Harga mulai sekitar $2.000. Jauh lebih murah dibandingkan L-29. Untuk tahun 1937, modelnya menjadi 812. Perubahannya kecil. Tapi dua sedan panjang bergabung dalam barisan. Custom Beverly dan Custom Berlin menggunakan wheelbase 132 inci. Harga berkisar dari $2.960 hingga $3.575.
Mengapa Cord 810 gagal meskipun cemerlang
810 dan 812 memiliki lebih banyak masalah dibandingkan L-29. Cord Corporation kehabisan uang. Anggarannya sangat sedikit. Rekayasa mengambil jalan pintas. Terlalu banyak pekerja tangan berarti kualitas bangunan tidak konsisten. Niat baik tidak penting. E.L. Kerajaan Cord runtuh pada tahun 1937. Mobil Cord ikut runtuh. Bersama Auburn dan Duesenberg.

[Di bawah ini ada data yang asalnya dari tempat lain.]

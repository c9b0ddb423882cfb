//! Session timer engine for guided cooking.
//!
//! This module provides the core state machine over a recipe's steps:
//! - Per-step countdown driven by an external 1 Hz tick
//! - Pause/resume of the current step
//! - Manual navigation (previous / skip / next)
//! - Completion and abort transitions
//! - Event firing for notifications and the caller's UI
//!
//! The engine never advances on its own when a step runs out: the caller
//! confirms with [`SessionEngine::advance_step`]. The last step is the
//! exception and completes the session directly.

use std::sync::Arc;

use tokio::sync::mpsc;

use crate::types::{SessionSpec, SessionState, SessionStatus, SessionSummary, Step};

use super::error::SessionError;

// ============================================================================
// SessionEvent
// ============================================================================

/// Session events for notifications and external subscribers.
#[derive(Debug, Clone, PartialEq, Eq)]
pub enum SessionEvent {
    /// A session was started and positioned on its first step
    Started {
        /// Recipe name
        session_name: String,
        /// Number of steps in the recipe
        step_count: usize,
    },
    /// The current step's countdown started or resumed
    Resumed {
        /// Current step index
        step_index: usize,
        /// Remaining seconds of the step
        remaining_seconds: u32,
    },
    /// The current step's countdown was paused
    Paused {
        /// Current step index
        step_index: usize,
        /// Remaining seconds of the step
        remaining_seconds: u32,
    },
    /// One second elapsed
    Tick {
        /// Current step index
        step_index: usize,
        /// Remaining seconds after this tick
        remaining_seconds: u32,
        /// Seconds counted down across the session
        total_elapsed_seconds: u64,
    },
    /// A non-last step ran out and waits for confirmation
    StepExpired {
        /// Index of the expired step
        step_index: usize,
    },
    /// The current step changed through navigation
    StepChanged {
        /// New step index
        step_index: usize,
        /// Full planned duration of the new step
        remaining_seconds: u32,
    },
    /// Every step is done
    SessionCompleted(SessionSummary),
    /// The session was abandoned
    SessionAborted(SessionSummary),
}

impl SessionEvent {
    /// Returns true if the event ends the session.
    pub fn is_terminal(&self) -> bool {
        matches!(
            self,
            SessionEvent::SessionCompleted(_) | SessionEvent::SessionAborted(_)
        )
    }
}

// ============================================================================
// SessionEngine
// ============================================================================

/// Timer engine that manages one cooking session at a time.
pub struct SessionEngine {
    /// Recipe of the current (or last) session
    spec: Option<Arc<SessionSpec>>,
    /// Current session state
    state: SessionState,
    /// Event sender channel
    event_tx: mpsc::UnboundedSender<SessionEvent>,
}

impl SessionEngine {
    /// Creates an engine with no session, publishing events on `event_tx`.
    pub fn new(event_tx: mpsc::UnboundedSender<SessionEvent>) -> Self {
        Self {
            spec: None,
            state: SessionState::default(),
            event_tx,
        }
    }

    /// Starts a new session on step 0 with a stopped countdown.
    ///
    /// # Errors
    ///
    /// Returns `InvalidSpec` if the recipe has no steps, and
    /// `IllegalTransition` if another session on this engine is still live.
    pub fn start(&mut self, spec: impl Into<Arc<SessionSpec>>) -> Result<(), SessionError> {
        if self.state.status.is_live() {
            return Err(SessionError::illegal("start", self.state.status));
        }

        let spec = spec.into();
        let first = spec.steps.first().ok_or_else(|| {
            SessionError::InvalidSpec(format!("recipe '{}' has no steps", spec.session_name))
        })?;

        self.state = SessionState::begin(first.planned_duration_seconds);
        self.spec = Some(Arc::clone(&spec));

        tracing::info!(
            session = %spec.session_name,
            steps = spec.len(),
            "cooking session started"
        );

        self.emit(SessionEvent::Started {
            session_name: spec.session_name.clone(),
            step_count: spec.len(),
        });

        Ok(())
    }

    /// Starts or resumes the current step's countdown.
    ///
    /// A no-op if the countdown is already running.
    ///
    /// # Errors
    ///
    /// Returns `IllegalTransition` if no session is live or the current step
    /// has already run out.
    pub fn resume(&mut self) -> Result<(), SessionError> {
        self.live_spec("resume")?;

        if self.state.status == SessionStatus::StepJustCompleted {
            return Err(SessionError::illegal("resume", self.state.status));
        }
        if self.state.is_running {
            return Ok(());
        }

        self.state.is_running = true;
        self.emit(SessionEvent::Resumed {
            step_index: self.state.current_step_index,
            remaining_seconds: self.state.remaining_seconds,
        });

        Ok(())
    }

    /// Pauses the current step's countdown.
    ///
    /// A no-op if the countdown is not running.
    ///
    /// # Errors
    ///
    /// Returns `IllegalTransition` if no session is live.
    pub fn pause(&mut self) -> Result<(), SessionError> {
        self.live_spec("pause")?;

        if !self.state.is_running {
            return Ok(());
        }

        self.state.is_running = false;
        self.emit(SessionEvent::Paused {
            step_index: self.state.current_step_index,
            remaining_seconds: self.state.remaining_seconds,
        });

        Ok(())
    }

    /// Counts the running step down by one second.
    ///
    /// Stray ticks while paused are ignored. When the countdown reaches 0 the
    /// step stops; the last step completes the session, any other step
    /// waits in `StepJustCompleted`.
    ///
    /// # Errors
    ///
    /// Returns `IllegalTransition` if no session is live.
    pub fn tick(&mut self) -> Result<(), SessionError> {
        let spec = self.live_spec("tick")?;

        if !self.state.is_running {
            tracing::trace!("tick ignored while paused");
            return Ok(());
        }

        let expired = self.state.tick();

        self.emit(SessionEvent::Tick {
            step_index: self.state.current_step_index,
            remaining_seconds: self.state.remaining_seconds,
            total_elapsed_seconds: self.state.total_elapsed_seconds,
        });

        if expired {
            self.state.is_running = false;

            if self.state.current_step_index >= spec.last_index() {
                self.complete(&spec);
            } else {
                self.state.status = SessionStatus::StepJustCompleted;
                tracing::debug!(step = self.state.current_step_index, "step expired");
                self.emit(SessionEvent::StepExpired {
                    step_index: self.state.current_step_index,
                });
            }
        }

        Ok(())
    }

    /// Moves to the next step, or completes the session from the last step.
    ///
    /// Valid mid-countdown (manual skip) and after a step expired. Skipped
    /// time is not added to the elapsed total.
    ///
    /// # Errors
    ///
    /// Returns `IllegalTransition` if no session is live.
    pub fn advance_step(&mut self) -> Result<(), SessionError> {
        let spec = self.live_spec("advance")?;

        let index = self.state.current_step_index;
        if index >= spec.last_index() {
            self.complete(&spec);
            return Ok(());
        }

        self.enter_step(&spec, index + 1);
        Ok(())
    }

    /// Moves back to the previous step with a fresh, stopped countdown.
    ///
    /// A no-op on the first step.
    ///
    /// # Errors
    ///
    /// Returns `IllegalTransition` if no session is live.
    pub fn retreat_step(&mut self) -> Result<(), SessionError> {
        let spec = self.live_spec("go back")?;

        let index = self.state.current_step_index;
        if index == 0 {
            return Ok(());
        }

        self.enter_step(&spec, index - 1);
        Ok(())
    }

    /// Abandons the session.
    ///
    /// Calling it again on an aborted session is a no-op. Before `start`
    /// there is no session to abandon and no summary to report, so
    /// `NotStarted` is rejected like a terminal state.
    ///
    /// # Errors
    ///
    /// Returns `IllegalTransition` if no session was started or the session
    /// already completed.
    pub fn abort(&mut self) -> Result<(), SessionError> {
        match self.state.status {
            SessionStatus::Aborted => {
                tracing::debug!("session already aborted");
                Ok(())
            }
            SessionStatus::NotStarted | SessionStatus::SessionComplete => {
                Err(SessionError::illegal("abort", self.state.status))
            }
            SessionStatus::Active | SessionStatus::StepJustCompleted => {
                self.state.status = SessionStatus::Aborted;
                self.state.is_running = false;

                let summary = self.build_summary();
                tracing::info!(
                    session = %summary.session_name,
                    elapsed = summary.total_elapsed_seconds,
                    "cooking session aborted"
                );
                self.emit(SessionEvent::SessionAborted(summary));
                Ok(())
            }
        }
    }

    /// Returns a reference to the current session state.
    pub fn state(&self) -> &SessionState {
        &self.state
    }

    /// Returns the recipe of the current (or last) session.
    pub fn spec(&self) -> Option<&SessionSpec> {
        self.spec.as_deref()
    }

    /// Returns the current step, if a session was started.
    pub fn current_step(&self) -> Option<&Step> {
        self.spec
            .as_ref()
            .and_then(|spec| spec.step(self.state.current_step_index))
    }

    /// Returns the current status.
    pub fn status(&self) -> SessionStatus {
        self.state.status
    }

    /// Returns true if the countdown is running.
    pub fn is_running(&self) -> bool {
        self.state.is_running
    }

    /// Returns the completion summary once the session has ended.
    pub fn summary(&self) -> Option<SessionSummary> {
        if self.state.status.is_terminal() {
            Some(self.build_summary())
        } else {
            None
        }
    }

    /// Returns a mutable reference to the session state (for testing).
    #[cfg(test)]
    pub fn state_mut(&mut self) -> &mut SessionState {
        &mut self.state
    }

    fn live_spec(&self, operation: &'static str) -> Result<Arc<SessionSpec>, SessionError> {
        match &self.spec {
            Some(spec) if self.state.status.is_live() => Ok(Arc::clone(spec)),
            _ => Err(SessionError::illegal(operation, self.state.status)),
        }
    }

    fn enter_step(&mut self, spec: &SessionSpec, index: usize) {
        let planned = spec.steps[index].planned_duration_seconds;
        self.state.enter_step(index, planned);

        self.emit(SessionEvent::StepChanged {
            step_index: index,
            remaining_seconds: planned,
        });
    }

    fn complete(&mut self, spec: &SessionSpec) {
        self.state.status = SessionStatus::SessionComplete;
        self.state.is_running = false;

        let summary = self.build_summary();
        tracing::info!(
            session = %spec.session_name,
            elapsed = summary.total_elapsed_seconds,
            "cooking session complete"
        );
        self.emit(SessionEvent::SessionCompleted(summary));
    }

    fn build_summary(&self) -> SessionSummary {
        SessionSummary {
            session_name: self
                .spec
                .as_ref()
                .map(|spec| spec.session_name.clone())
                .unwrap_or_default(),
            total_elapsed_seconds: self.state.total_elapsed_seconds,
        }
    }

    fn emit(&self, event: SessionEvent) {
        if self.event_tx.send(event).is_err() {
            tracing::debug!("session event dropped: no subscriber");
        }
    }
}

// ============================================================================
// Tests
// ============================================================================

Jumlah produksi rendah. 1.629 unit dari 810. 1.278 dari 812. Berbeda dengan L-29, yang diabaikan oleh kolektor selama bertahun-tahun, 810/812 mulai mendapatkan nilai dengan segera. Penataannya terlalu bagus untuk dilupakan. Hal ini mengilhami upaya kebangkitan pascaperang dan replika yang buruk. Tak satu pun dari mereka penting. Yang asli tetap menjadi standar.
“Gaya yang tiada taranya akan menjadi motivasi bagi beberapa upaya kebangkitan pascaperang dan replika yang jelek, namun tidak ada yang akan mencapai kesuksesan yang sederhana sekalipun.”
Mobil-mobilnya hilang. Desainnya tetap ada.